The risk of side effects increases if you also use:

  • triptans (for the treatment of migraine) or selective serotonin reuptake inhibitors (SSRIs) (for the treatment of depression). If you experience confusion, agitation, fever, sweating, uncoordinated movements of the limbs or eyes, involuntary muscle contractions or diarrhea, you should call your doctor.
  • other pain relief medicines such as morphine and codeine (also cough medicines), baclofen (muscle relaxant), some blood pressure medicines or allergy medicines. You may feel drowsy or dizzy. If this occurs, see your doctor.
  • The use of Tramadol/Paracetamol Krka with sedatives such as benzodiazepines or related medicines increases the risk of drowsiness, breathing difficulties (respiratory depression), coma and may be potentially fatal. For this reason, concomitant use should only be considered when other treatment options are not possible.
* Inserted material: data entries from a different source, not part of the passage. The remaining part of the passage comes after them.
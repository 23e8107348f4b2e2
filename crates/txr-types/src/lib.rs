pub mod concept;
pub mod keys;
pub mod root_remap;
pub mod source;

pub use concept::{
    BroaderEntry, Cached, ConceptRecord, LabelsRecord, NegativeCacheFile, NegativeEntry,
};
pub use source::{Source, UnknownSource};
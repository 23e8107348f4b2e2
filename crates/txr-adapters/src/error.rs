use thiserror::Error;

/// The failure kinds an upstream HTTP call can hit, one variant per
/// underlying cause via `#[from]`.
///
/// Every adapter intentionally folds these into the domain-level
/// `(absent, transient_failure)` signal rather than propagating a `Result` —
/// errors here are kinds, not types — this enum documents the taxonomy at
/// the crate boundary the way `txr_cache::CacheError` does, rather than
/// being threaded through `search`/`labels` themselves.
#[derive(Debug, Error)]
pub enum AdapterError {
    #[error(transparent)]
    Http(#[from] reqwest::Error),
    #[error(transparent)]
    Json(#[from] serde_json::Error),
}
//! Per-source upstream adapters (AGROVOC, DBpedia, Wikidata): search, broader
//! fetch, and multilingual label fetch, each normalising its source's wire
//! shape into the shared [`txr_types::ConceptRecord`].

pub mod agrovoc;
pub mod common;
pub mod dbpedia;
pub mod dispatch;
pub mod error;
pub mod wikidata;

pub use dispatch::{search, labels, AdapterConfig};
pub use error::AdapterError;
use std::fs::{self, File};
use std::io::{BufWriter, Write};
use std::path::Path;

use crate::error::TxrIoError;

pub fn read_to_string<P: AsRef<Path>>(path: P) -> Result<String, TxrIoError> {
    fs::read_to_string(path.as_ref()).map_err(|e| TxrIoError {
        source: e,
        path: path.as_ref().to_path_buf(),
    })
}

/// Writes `contents` to a temp file beside `path`, then renames it into
/// place, so a concurrent reader never observes a partial write.
pub fn write_atomic(path: &Path, contents: &[u8]) -> Result<(), TxrIoError> {
    let wrap = |e: std::io::Error| TxrIoError {
        source: e,
        path: path.to_path_buf(),
    };
    if let Some(parent) = path.parent() {
        fs::create_dir_all(parent).map_err(wrap)?;
    }
    let tmp_path = path.with_extension("json.tmp");
    {
        let file = File::create(&tmp_path).map_err(wrap)?;
        let mut writer = BufWriter::new(file);
        writer.write_all(contents).map_err(wrap)?;
    }
    fs::rename(&tmp_path, path).map_err(wrap)
}
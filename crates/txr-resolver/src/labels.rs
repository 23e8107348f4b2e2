use std::collections::HashMap;
use std::str::FromStr;

use rayon::prelude::*;
use txr_cache::{load_key, save_key};
use txr_types::{keys::labels_key, LabelsRecord, Source};

use crate::config::ResolverConfig;

/// Cache-through multilingual label retrieval.
///
/// Empty `uri` or `languages` short-circuits to `{}` without touching the
/// filesystem or network at all.
pub fn get_labels(
    config: &ResolverConfig,
    uri: &str,
    languages: &[String],
    source: &str,
) -> HashMap<String, String> {
    if uri.is_empty() || languages.is_empty() {
        return HashMap::new();
    }
    let Ok(source) = Source::from_str(source) else {
        return HashMap::new();
    };
    get_labels_source(config, uri, languages, source)
}

fn project(labels: &HashMap<String, String>, languages: &[String]) -> HashMap<String, String> {
    languages
        .iter()
        .filter_map(|lang| labels.get(lang).map(|v| (lang.clone(), v.clone())))
        .collect()
}

fn get_labels_source(
    config: &ResolverConfig,
    uri: &str,
    languages: &[String],
    source: Source,
) -> HashMap<String, String> {
    let key = labels_key(source, uri);

    if let Some(cached) = load_key::<LabelsRecord>(&config.cache_dir, &key, config.cache_ttl_secs) {
        return project(&cached.labels, languages);
    }

    let fetched = txr_adapters::labels(&config.adapters, source, uri, languages);
    if !fetched.is_empty() {
        let record = LabelsRecord {
            uri: uri.to_string(),
            source: source.as_str().to_string(),
            labels: fetched.clone(),
            cached_at: None,
        };
        save_key(&config.cache_dir, &key, &record);
    }
    project(&fetched, languages)
}

/// Independent [`get_labels`] per URI. Correctness must not depend on
/// ordering, so the batch runs each URI's lookup in parallel.
pub fn get_labels_batch(
    config: &ResolverConfig,
    uris: &[String],
    languages: &[String],
    source: &str,
) -> HashMap<String, HashMap<String, String>> {
    let Ok(source) = Source::from_str(source) else {
        return uris.iter().map(|u| (u.clone(), HashMap::new())).collect();
    };
    uris.par_iter()
        .map(|uri| (uri.clone(), get_labels_source(config, uri, languages, source)))
        .collect()
}

#[cfg(test)]
mod tests {
    use tempfile::tempdir;
    use txr_adapters::AdapterConfig;

    use super::*;

    fn config(cache_dir: std::path::PathBuf) -> ResolverConfig {
        ResolverConfig {
            cache_dir,
            cache_ttl_secs: 60.0,
            adapters: AdapterConfig {
                agrovoc_base_url: "http://127.0.0.1:1".to_string(),
                dbpedia_lookup_base_url: "http://127.0.0.1:1".to_string(),
                dbpedia_data_base_url: "http://127.0.0.1:1".to_string(),
                wikidata_base_url: "http://127.0.0.1:1".to_string(),
                http_timeout_secs: 0.2,
                user_agent: "txr-test/0 (SKOS lookup service)".to_string(),
            },
        }
    }

    #[test]
    fn empty_uri_short_circuits() {
        let dir = tempdir().unwrap();
        let cfg = config(dir.path().to_path_buf());
        let result = get_labels(&cfg, "", &["en".to_string()], "agrovoc");
        assert!(result.is_empty());
    }

    #[test]
    fn empty_languages_short_circuits() {
        let dir = tempdir().unwrap();
        let cfg = config(dir.path().to_path_buf());
        let result = get_labels(&cfg, "http://example/c1", &[], "agrovoc");
        assert!(result.is_empty());
    }

    #[test]
    fn projects_only_requested_languages() {
        let dir = tempdir().unwrap();
        let cfg = config(dir.path().to_path_buf());
        let mut labels = HashMap::new();
        labels.insert("en".to_string(), "Potatoes".to_string());
        labels.insert("fr".to_string(), "Pommes de terre".to_string());
        let record = LabelsRecord {
            uri: "http://example/c1".to_string(),
            source: "agrovoc".to_string(),
            labels,
            cached_at: None,
        };
        let key = labels_key(Source::Agrovoc, "http://example/c1");
        save_key(&cfg.cache_dir, &key, &record);

        let result = get_labels(
            &cfg,
            "http://example/c1",
            &["en".to_string(), "de".to_string()],
            "agrovoc",
        );
        assert_eq!(result.len(), 1);
        assert_eq!(result.get("en").unwrap(), "Potatoes");
    }

    #[test]
    fn batch_is_independent_per_uri() {
        let dir = tempdir().unwrap();
        let cfg = config(dir.path().to_path_buf());
        let mut labels = HashMap::new();
        labels.insert("en".to_string(), "Potatoes".to_string());
        let record = LabelsRecord {
            uri: "http://example/c1".to_string(),
            source: "agrovoc".to_string(),
            labels,
            cached_at: None,
        };
        let key = labels_key(Source::Agrovoc, "http://example/c1");
        save_key(&cfg.cache_dir, &key, &record);

        let result = get_labels_batch(
            &cfg,
            &["http://example/c1".to_string(), "http://example/c2".to_string()],
            &["en".to_string()],
            "agrovoc",
        );
        assert_eq!(result.len(), 2);
        assert_eq!(result["http://example/c1"].get("en").unwrap(), "Potatoes");
        assert!(result["http://example/c2"].is_empty());
    }
}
However, if your doctor prescribes this medicine with sedatives, you should limit the dose and duration of concomitant treatment. Inform your doctor of all sedatives you are taking and follow your doctor's dose recommendation strictly. It may be helpful to inform your friends and family about the signs and symptoms mentioned above. Inform your doctor if you experience any of these symptoms.
  • medicines that can cause seizures (attacks), such as certain antidepressants or antipsychotics. The risk of having a seizure may increase if you take this medicine at the same time. Your doctor will tell you if tramadol/paracetamol is suitable for you.
  • certain antidepressants. Tramadol/paracetamol may interact with these medicines and you may experience a serotonin syndrome (see section 4 “Possible side effects”).
  • warfarin or phenprocoumon (a medicine used to prevent blood clots). The effectiveness of these medicines may be altered, with a risk of bleeding. You should inform your doctor immediately of any prolonged or unexpected bleeding.
  • Gabapentin or pregabalin for treating epilepsy or pain due to nerve problems (neuropathic pain).

The effectiveness of Tramadol/Paracetamol Krkamay be altered if you also use:

  • metoclopramide, domperidone or ondansetron (medicines for the treatment of nausea and vomiting),
  • colestiramine (a medicine that reduces cholesterol in the blood).
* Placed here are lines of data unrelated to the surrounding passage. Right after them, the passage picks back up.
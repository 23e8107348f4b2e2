//! AGROVOC adapter (FAO Skosmos REST API).

use std::collections::HashMap;

use reqwest::blocking::Client;
use serde_json::Value;

use txr_types::{BroaderEntry, ConceptRecord, Source};

use crate::common::{fetch_json, pick_best, string_list, Candidate};

fn search_url(base_url: &str, label: &str, lang: &str) -> String {
    format!(
        "{base_url}/search/?query={}&lang={}",
        crate::common::percent_encode(label),
        crate::common::percent_encode(lang)
    )
}

fn data_url(base_url: &str, uri: &str) -> String {
    format!("{base_url}/data/?uri={}", crate::common::percent_encode(uri))
}

fn parse_candidates(body: &Value) -> Vec<Candidate> {
    body.get("results")
        .and_then(Value::as_array)
        .map(|results| {
            results
                .iter()
                .map(|r| Candidate {
                    uri: r.get("uri").and_then(Value::as_str).unwrap_or("").to_string(),
                    pref_label: r
                        .get("prefLabel")
                        .and_then(Value::as_str)
                        .unwrap_or("")
                        .to_string(),
                    alt_labels: string_list(r.get("altLabel")),
                })
                .collect()
        })
        .unwrap_or_default()
}

/// Extracts `prefLabel[lang]`, falling back to the first entry, for the
/// graph node whose `uri` matches.
fn label_for_node(graph: &[Value], uri: &str, lang: &str) -> String {
    let Some(node) = graph.iter().find(|n| n.get("uri").and_then(Value::as_str) == Some(uri))
    else {
        return String::new();
    };
    let Some(pref_labels) = node.get("prefLabel").and_then(Value::as_array) else {
        return String::new();
    };
    pref_labels
        .iter()
        .find(|l| l.get("lang").and_then(Value::as_str) == Some(lang))
        .or_else(|| pref_labels.first())
        .and_then(|l| l.get("value").and_then(Value::as_str))
        .unwrap_or("")
        .to_string()
}

/// Looks up the node matching `concept_uri` in `graph`, reads its `broader`
/// field (a string, a list of strings, or a list of `{uri}`), and resolves
/// each broader URI's label from the same graph.
fn parse_broader(graph: &[Value], concept_uri: &str, lang: &str) -> Vec<BroaderEntry> {
    let Some(node) = graph
        .iter()
        .find(|n| n.get("uri").and_then(Value::as_str) == Some(concept_uri))
    else {
        return Vec::new();
    };
    string_list(node.get("broader"))
        .into_iter()
        .map(|uri| {
            let label = label_for_node(graph, &uri, lang);
            BroaderEntry { uri, label }
        })
        .collect()
}

fn fetch_broader(client: &Client, base_url: &str, uri: &str, lang: &str) -> Vec<BroaderEntry> {
    let Some(body) = fetch_json(client, &data_url(base_url, uri)) else {
        tracing::debug!(uri, "agrovoc broader fetch failed, degrading to empty broader");
        return Vec::new();
    };
    let graph = body.get("graph").and_then(Value::as_array).cloned().unwrap_or_default();
    parse_broader(&graph, uri, lang)
}

/// Returns `(record, transient_failure)`. `transient_failure = true` means
/// the caller must not record an absence.
pub fn search(client: &Client, base_url: &str, label: &str, lang: &str) -> (Option<ConceptRecord>, bool) {
    let Some(body) = fetch_json(client, &search_url(base_url, label, lang)) else {
        return (None, true);
    };
    let candidates = parse_candidates(&body);
    let Some(best) = pick_best(&candidates, label) else {
        return (None, false);
    };

    let broader = fetch_broader(client, base_url, &best.uri, lang);
    let mut record = ConceptRecord::new(best.uri.clone(), best.pref_label.clone(), Source::Agrovoc);
    record.broader = broader;
    if !best.alt_labels.is_empty() {
        let mut alt = HashMap::new();
        alt.insert(lang.to_string(), best.alt_labels.clone());
        record.alt_label = Some(alt);
    }
    (Some(record), false)
}

/// Fetches the same `/data/` payload as `search`'s broader step and returns
/// every `prefLabel` entry whose `lang` is in `languages`.
pub fn labels(client: &Client, base_url: &str, uri: &str, languages: &[String]) -> HashMap<String, String> {
    let Some(body) = fetch_json(client, &data_url(base_url, uri)) else {
        return HashMap::new();
    };
    let Some(graph) = body.get("graph").and_then(Value::as_array) else {
        return HashMap::new();
    };
    let Some(node) = graph.iter().find(|n| n.get("uri").and_then(Value::as_str) == Some(uri)) else {
        return HashMap::new();
    };
    let Some(pref_labels) = node.get("prefLabel").and_then(Value::as_array) else {
        return HashMap::new();
    };
    let mut out = HashMap::new();
    for entry in pref_labels {
        let Some(lang) = entry.get("lang").and_then(Value::as_str) else {
            continue;
        };
        if !languages.iter().any(|l| l == lang) {
            continue;
        }
        if let Some(value) = entry.get("value").and_then(Value::as_str) {
            out.insert(lang.to_string(), value.to_string());
        }
    }
    out
}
Your doctor will tell you which medicines are safe to use with tramadol/paracetamol.

Taking Tramadol/Paracetamol Krka with food and alcohol

Tramadol/paracetamol may make you feel drowsy. Alcohol may make you feel more drowsy,so it is recommended not to drink alcohol while taking this medicine.

Pregnancy, breastfeeding and fertility

If you are pregnant or breastfeeding, or think you may be pregnant or plan to become pregnant,consult your doctor or pharmacist before using this medicine.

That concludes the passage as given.